[How to complete this task]
Starting at the first line below, copy through to the last line exactly.

[Extracted information]
::::::::

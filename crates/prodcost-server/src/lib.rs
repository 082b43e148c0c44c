//! HTTP server assembly for the production ledger.
//!
//! Wraps [`prodcost_api::api_router`] under `/api`, adds a health probe and
//! request tracing, and knows how to open the configured store.

use std::{
  path::{Path, PathBuf},
  sync::Arc,
};

use axum::{Router, routing::get};
use prodcost_core::store::ProductionStore;
use prodcost_store_sqlite::SqliteStore;
use serde::Deserialize;
use tower_http::trace::{DefaultOnResponse, TraceLayer};
use tracing::Level;

// ─── Configuration ────────────────────────────────────────────────────────────

/// Runtime server configuration, deserialised from `config.toml` and
/// `PRODCOST_*` environment variables.
#[derive(Debug, Deserialize, Clone)]
pub struct ServerConfig {
  #[serde(default = "default_host")]
  pub host:       String,
  #[serde(default = "default_port")]
  pub port:       u16,
  /// SQLite database file, or `:memory:` for a throwaway ledger.
  #[serde(default = "default_store_path")]
  pub store_path: PathBuf,
}

fn default_host() -> String { "127.0.0.1".to_string() }

fn default_port() -> u16 { 8080 }

fn default_store_path() -> PathBuf { PathBuf::from("prodcost.db") }

impl ServerConfig {
  pub fn address(&self) -> String { format!("{}:{}", self.host, self.port) }
}

// ─── Store ────────────────────────────────────────────────────────────────────

/// Open the SQLite store at `path`. The literal path `:memory:` opens an
/// in-memory database.
pub async fn open_store(path: &Path) -> prodcost_store_sqlite::Result<SqliteStore> {
  if path.as_os_str() == ":memory:" {
    SqliteStore::open_in_memory().await
  } else {
    SqliteStore::open(path).await
  }
}

// ─── Router ───────────────────────────────────────────────────────────────────

async fn health() -> &'static str { "ok" }

/// Build the full application router for `store`.
pub fn app<S>(store: Arc<S>) -> Router
where
  S: ProductionStore + 'static,
{
  Router::new()
    .route("/health", get(health))
    .nest("/api", prodcost_api::api_router(store))
    .layer(
      TraceLayer::new_for_http()
        .on_response(DefaultOnResponse::new().level(Level::INFO)),
    )
}

// ─── Integration tests ────────────────────────────────────────────────────────

#[cfg(test)]
mod tests {
  use axum::{
    body::Body,
    http::{Request, StatusCode, header},
  };
  use serde_json::json;
  use tower::ServiceExt as _;

  use super::*;

  async fn make_app() -> Router {
    let store = open_store(Path::new(":memory:")).await.unwrap();
    app(Arc::new(store))
  }

  #[tokio::test]
  async fn health_answers_ok() {
    let resp = make_app()
      .await
      .oneshot(Request::get("/health").body(Body::empty()).unwrap())
      .await
      .unwrap();
    assert_eq!(resp.status(), StatusCode::OK);
    let bytes = axum::body::to_bytes(resp.into_body(), usize::MAX)
      .await
      .unwrap();
    assert_eq!(&bytes[..], b"ok");
  }

  #[tokio::test]
  async fn api_is_nested_under_prefix() {
    let app = make_app().await;

    let req = Request::post("/api/units")
      .header(header::CONTENT_TYPE, "application/json")
      .body(Body::from(json!({ "name": "kg" }).to_string()))
      .unwrap();
    let resp = app.clone().oneshot(req).await.unwrap();
    assert_eq!(resp.status(), StatusCode::CREATED);

    let resp = app
      .oneshot(Request::get("/units").body(Body::empty()).unwrap())
      .await
      .unwrap();
    assert_eq!(resp.status(), StatusCode::NOT_FOUND);
  }

  #[test]
  fn config_defaults_fill_missing_keys() {
    let cfg: ServerConfig = config::Config::builder()
      .set_override("port", 9000)
      .unwrap()
      .build()
      .unwrap()
      .try_deserialize()
      .unwrap();
    assert_eq!(cfg.host, "127.0.0.1");
    assert_eq!(cfg.port, 9000);
    assert_eq!(cfg.store_path, PathBuf::from("prodcost.db"));
    assert_eq!(cfg.address(), "127.0.0.1:9000");
  }
}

::::::::

[Solution for this task]
filename crates/prodcost-server/src/lib.rs
repository 082b43e148c0c44c
//! HTTP server assembly for the production ledger.
//!
//! Wraps [`prodcost_api::api_router`] under `/api`, adds a health probe and
//! request tracing, and knows how to open the configured store.

use std::{
  path::{Path, PathBuf},
  sync::Arc,
};

use axum::{Router, routing::get};
use prodcost_core::store::ProductionStore;
use prodcost_store_sqlite::SqliteStore;
use serde::Deserialize;
use tower_http::trace::{DefaultOnResponse, TraceLayer};
use tracing::Level;

// ─── Configuration ────────────────────────────────────────────────────────────

/// Runtime server configuration, deserialised from `config.toml` and
/// `PRODCOST_*` environment variables.
#[derive(Debug, Deserialize, Clone)]
pub struct ServerConfig {
  #[serde(default = "default_host")]
  pub host:       String,
  #[serde(default = "default_port")]
  pub port:       u16,
  /// SQLite database file, or `:memory:` for a throwaway ledger.
  #[serde(default = "default_store_path")]
  pub store_path: PathBuf,
}

fn default_host() -> String { "127.0.0.1".to_string() }

fn default_port() -> u16 { 8080 }

fn default_store_path() -> PathBuf { PathBuf::from("prodcost.db") }

impl ServerConfig {
  pub fn address(&self) -> String { format!("{}:{}", self.host, self.port) }
}

// ─── Store ────────────────────────────────────────────────────────────────────

/// Open the SQLite store at `path`. The literal path `:memory:` opens an
/// in-memory database.
pub async fn open_store(path: &Path) -> prodcost_store_sqlite::Result<SqliteStore> {
  if path.as_os_str() == ":memory:" {
    SqliteStore::open_in_memory().await
  } else {
    SqliteStore::open(path).await
  }
}

// ─── Router ───────────────────────────────────────────────────────────────────

async fn health() -> &'static str { "ok" }

/// Build the full application router for `store`.
pub fn app<S>(store: Arc<S>) -> Router
where
  S: ProductionStore + 'static,
{
  Router::new()
    .route("/health", get(health))
    .nest("/api", prodcost_api::api_router(store))
    .layer(
      TraceLayer::new_for_http()
        .on_response(DefaultOnResponse::new().level(Level::INFO)),
    )
}

// ─── Integration tests ────────────────────────────────────────────────────────

#[cfg(test)]
mod tests {
  use axum::{
    body::Body,
    http::{Request, StatusCode, header},
  };
  use serde_json::json;
  use tower::ServiceExt as _;

  use super::*;

  async fn make_app() -> Router {
    let store = open_store(Path::new(":memory:")).await.unwrap();
    app(Arc::new(store))
  }

  #[tokio::test]
  async fn health_answers_ok() {
    let resp = make_app()
      .await
      .oneshot(Request::get("/health").body(Body::empty()).unwrap())
      .await
      .unwrap();
    assert_eq!(resp.status(), StatusCode::OK);
    let bytes = axum::body::to_bytes(resp.into_body(), usize::MAX)
      .await
      .unwrap();
    assert_eq!(&bytes[..], b"ok");
  }

  #[tokio::test]
  async fn api_is_nested_under_prefix() {
    let app = make_app().await;

    let req = Request::post("/api/units")
      .header(header::CONTENT_TYPE, "application/json")
      .body(Body::from(json!({ "name": "kg" }).to_string()))
      .unwrap();
    let resp = app.clone().oneshot(req).await.unwrap();
    assert_eq!(resp.status(), StatusCode::CREATED);

    let resp = app
      .oneshot(Request::get("/units").body(Body::empty()).unwrap())
      .await
      .unwrap();
    assert_eq!(resp.status(), StatusCode::NOT_FOUND);
  }

  #[test]
  fn config_defaults_fill_missing_keys() {
    let cfg: ServerConfig = config::Config::builder()
      .set_override("port", 9000)
      .unwrap()
      .build()
      .unwrap()
      .try_deserialize()
      .unwrap();
    assert_eq!(cfg.host, "127.0.0.1");
    assert_eq!(cfg.port, 9000);
    assert_eq!(cfg.store_path, PathBuf::from("prodcost.db"));
    assert_eq!(cfg.address(), "127.0.0.1:9000");
  }
}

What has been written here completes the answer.